What to do:
Work through the entries below and report how many lines include "Item". The number alone is the answer.

Given entries:
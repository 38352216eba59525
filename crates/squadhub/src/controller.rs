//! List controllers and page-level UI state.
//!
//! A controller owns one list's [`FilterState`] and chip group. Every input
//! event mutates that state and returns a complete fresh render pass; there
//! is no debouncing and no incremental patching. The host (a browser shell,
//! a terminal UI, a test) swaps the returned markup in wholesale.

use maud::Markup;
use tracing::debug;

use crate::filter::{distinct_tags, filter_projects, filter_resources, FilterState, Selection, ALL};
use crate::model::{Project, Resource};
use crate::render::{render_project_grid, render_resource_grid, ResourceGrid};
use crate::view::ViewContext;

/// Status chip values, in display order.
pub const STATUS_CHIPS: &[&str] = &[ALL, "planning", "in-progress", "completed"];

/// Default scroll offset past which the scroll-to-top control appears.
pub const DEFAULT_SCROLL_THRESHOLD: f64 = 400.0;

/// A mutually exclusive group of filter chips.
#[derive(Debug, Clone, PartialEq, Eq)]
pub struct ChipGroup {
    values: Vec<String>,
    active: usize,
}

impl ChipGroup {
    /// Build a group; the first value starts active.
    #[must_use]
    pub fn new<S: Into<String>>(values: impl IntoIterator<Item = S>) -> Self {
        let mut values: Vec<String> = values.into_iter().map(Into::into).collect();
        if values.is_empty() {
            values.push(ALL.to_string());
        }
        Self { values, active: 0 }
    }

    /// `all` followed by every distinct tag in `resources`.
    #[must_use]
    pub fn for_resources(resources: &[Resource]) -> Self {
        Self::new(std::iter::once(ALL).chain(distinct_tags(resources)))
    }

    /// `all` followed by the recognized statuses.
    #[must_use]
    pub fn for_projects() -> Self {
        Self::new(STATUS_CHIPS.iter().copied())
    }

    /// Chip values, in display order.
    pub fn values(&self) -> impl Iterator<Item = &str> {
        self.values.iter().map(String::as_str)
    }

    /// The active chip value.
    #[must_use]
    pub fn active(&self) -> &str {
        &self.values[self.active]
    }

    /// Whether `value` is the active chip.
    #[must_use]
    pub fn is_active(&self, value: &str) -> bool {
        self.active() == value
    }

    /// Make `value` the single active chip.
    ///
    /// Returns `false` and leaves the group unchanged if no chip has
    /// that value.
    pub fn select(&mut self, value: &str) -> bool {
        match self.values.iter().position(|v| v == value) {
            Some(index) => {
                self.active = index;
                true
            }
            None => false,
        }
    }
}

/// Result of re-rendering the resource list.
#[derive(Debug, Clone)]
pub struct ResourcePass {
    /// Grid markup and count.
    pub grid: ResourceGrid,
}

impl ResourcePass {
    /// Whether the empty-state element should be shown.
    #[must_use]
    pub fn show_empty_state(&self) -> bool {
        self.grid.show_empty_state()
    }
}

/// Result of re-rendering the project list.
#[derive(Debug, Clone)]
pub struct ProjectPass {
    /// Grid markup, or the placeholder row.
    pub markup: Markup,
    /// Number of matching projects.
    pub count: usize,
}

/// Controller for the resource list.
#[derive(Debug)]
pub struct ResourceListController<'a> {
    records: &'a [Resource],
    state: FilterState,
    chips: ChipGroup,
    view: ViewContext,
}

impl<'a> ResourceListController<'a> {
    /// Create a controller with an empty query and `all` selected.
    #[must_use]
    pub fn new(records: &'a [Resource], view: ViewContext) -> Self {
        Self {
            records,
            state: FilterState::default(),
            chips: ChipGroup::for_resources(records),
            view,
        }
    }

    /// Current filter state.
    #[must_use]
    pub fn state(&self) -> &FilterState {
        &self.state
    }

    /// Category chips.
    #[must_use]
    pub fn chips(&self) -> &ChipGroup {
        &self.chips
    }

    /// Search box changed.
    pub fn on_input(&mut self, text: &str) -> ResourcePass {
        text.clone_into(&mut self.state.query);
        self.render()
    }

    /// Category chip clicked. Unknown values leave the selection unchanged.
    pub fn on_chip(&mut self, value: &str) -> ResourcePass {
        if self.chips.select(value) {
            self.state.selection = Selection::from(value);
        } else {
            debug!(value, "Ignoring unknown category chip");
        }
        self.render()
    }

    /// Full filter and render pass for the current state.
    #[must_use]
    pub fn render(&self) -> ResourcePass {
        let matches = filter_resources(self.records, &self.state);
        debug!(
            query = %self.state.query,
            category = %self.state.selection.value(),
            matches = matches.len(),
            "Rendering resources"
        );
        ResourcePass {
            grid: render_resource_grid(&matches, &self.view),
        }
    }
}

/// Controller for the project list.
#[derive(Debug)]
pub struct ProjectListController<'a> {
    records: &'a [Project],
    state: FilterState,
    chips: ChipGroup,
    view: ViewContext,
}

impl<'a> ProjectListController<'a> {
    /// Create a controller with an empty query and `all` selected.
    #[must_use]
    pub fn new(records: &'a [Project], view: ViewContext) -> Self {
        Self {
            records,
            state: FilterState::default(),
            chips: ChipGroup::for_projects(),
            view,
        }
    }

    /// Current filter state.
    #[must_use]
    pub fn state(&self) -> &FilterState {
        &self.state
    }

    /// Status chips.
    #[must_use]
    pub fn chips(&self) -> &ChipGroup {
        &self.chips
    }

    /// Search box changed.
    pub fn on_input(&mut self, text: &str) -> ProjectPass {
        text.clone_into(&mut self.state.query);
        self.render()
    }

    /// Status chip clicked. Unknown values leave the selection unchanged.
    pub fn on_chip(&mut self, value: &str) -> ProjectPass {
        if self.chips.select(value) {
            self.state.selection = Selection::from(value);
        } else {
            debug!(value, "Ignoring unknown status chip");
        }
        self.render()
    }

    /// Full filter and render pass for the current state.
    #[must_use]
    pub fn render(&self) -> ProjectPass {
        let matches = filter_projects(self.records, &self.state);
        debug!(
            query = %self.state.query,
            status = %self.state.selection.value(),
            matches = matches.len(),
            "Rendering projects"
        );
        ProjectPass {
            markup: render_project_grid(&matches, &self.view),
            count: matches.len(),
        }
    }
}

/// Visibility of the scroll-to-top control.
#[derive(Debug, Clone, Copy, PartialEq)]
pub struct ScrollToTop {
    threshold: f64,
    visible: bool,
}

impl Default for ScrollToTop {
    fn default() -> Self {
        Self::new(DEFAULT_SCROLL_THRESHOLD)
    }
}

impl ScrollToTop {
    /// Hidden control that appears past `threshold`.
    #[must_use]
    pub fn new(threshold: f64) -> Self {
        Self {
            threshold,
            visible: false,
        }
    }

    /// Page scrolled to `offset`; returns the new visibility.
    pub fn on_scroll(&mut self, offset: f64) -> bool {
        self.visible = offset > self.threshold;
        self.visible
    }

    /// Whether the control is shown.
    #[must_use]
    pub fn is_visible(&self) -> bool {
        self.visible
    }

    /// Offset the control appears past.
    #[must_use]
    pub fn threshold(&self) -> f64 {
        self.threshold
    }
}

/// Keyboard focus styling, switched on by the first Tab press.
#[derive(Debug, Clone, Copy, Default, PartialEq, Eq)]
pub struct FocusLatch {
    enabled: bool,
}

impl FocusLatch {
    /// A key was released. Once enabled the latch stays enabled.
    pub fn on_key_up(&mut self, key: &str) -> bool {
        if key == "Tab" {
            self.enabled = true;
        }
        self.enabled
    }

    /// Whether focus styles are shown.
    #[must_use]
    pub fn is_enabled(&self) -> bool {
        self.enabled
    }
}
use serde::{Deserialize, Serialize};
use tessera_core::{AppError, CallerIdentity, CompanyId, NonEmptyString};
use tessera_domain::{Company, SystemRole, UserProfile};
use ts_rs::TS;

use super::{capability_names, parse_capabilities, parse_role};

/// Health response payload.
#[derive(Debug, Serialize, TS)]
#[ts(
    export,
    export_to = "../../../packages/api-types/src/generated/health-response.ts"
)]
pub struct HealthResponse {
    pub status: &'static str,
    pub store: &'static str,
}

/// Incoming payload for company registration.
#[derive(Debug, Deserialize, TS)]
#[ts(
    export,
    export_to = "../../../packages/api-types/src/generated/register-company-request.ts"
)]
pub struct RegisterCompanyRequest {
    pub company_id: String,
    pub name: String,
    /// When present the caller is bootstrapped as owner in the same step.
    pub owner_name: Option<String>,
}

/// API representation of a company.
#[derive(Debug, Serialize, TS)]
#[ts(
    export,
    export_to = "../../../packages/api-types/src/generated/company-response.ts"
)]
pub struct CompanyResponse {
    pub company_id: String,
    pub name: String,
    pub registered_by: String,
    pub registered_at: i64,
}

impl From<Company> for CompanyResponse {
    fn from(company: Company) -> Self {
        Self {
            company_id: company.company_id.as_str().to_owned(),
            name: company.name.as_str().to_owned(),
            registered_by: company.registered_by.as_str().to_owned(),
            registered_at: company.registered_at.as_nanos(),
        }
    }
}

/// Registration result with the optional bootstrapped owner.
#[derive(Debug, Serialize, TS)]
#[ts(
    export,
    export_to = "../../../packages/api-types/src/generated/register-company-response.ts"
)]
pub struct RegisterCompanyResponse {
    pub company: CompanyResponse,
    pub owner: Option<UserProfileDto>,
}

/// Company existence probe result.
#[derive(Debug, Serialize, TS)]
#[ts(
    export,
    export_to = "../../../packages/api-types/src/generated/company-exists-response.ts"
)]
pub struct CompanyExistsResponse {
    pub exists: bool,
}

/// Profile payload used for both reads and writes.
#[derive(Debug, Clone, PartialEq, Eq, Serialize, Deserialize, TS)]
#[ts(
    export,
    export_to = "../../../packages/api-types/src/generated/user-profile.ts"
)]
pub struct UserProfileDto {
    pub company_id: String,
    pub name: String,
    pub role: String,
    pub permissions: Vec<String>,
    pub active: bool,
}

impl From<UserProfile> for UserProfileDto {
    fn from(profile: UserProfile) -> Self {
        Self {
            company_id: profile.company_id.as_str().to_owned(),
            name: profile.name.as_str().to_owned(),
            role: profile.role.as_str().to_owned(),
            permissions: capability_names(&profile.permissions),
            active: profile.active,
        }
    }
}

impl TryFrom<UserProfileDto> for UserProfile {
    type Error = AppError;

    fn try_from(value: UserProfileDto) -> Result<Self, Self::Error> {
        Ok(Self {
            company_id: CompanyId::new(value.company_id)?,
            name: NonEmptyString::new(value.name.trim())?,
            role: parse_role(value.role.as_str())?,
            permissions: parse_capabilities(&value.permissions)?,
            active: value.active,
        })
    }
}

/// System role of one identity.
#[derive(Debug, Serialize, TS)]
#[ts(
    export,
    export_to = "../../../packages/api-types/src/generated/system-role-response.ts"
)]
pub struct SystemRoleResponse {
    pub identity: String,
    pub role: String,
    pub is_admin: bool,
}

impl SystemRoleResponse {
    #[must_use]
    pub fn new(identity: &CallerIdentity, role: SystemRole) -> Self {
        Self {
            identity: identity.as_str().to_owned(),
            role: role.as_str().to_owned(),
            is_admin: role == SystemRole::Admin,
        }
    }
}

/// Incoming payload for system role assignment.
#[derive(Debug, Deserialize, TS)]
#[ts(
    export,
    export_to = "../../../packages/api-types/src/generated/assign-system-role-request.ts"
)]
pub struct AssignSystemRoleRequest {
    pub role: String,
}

Expected output:
2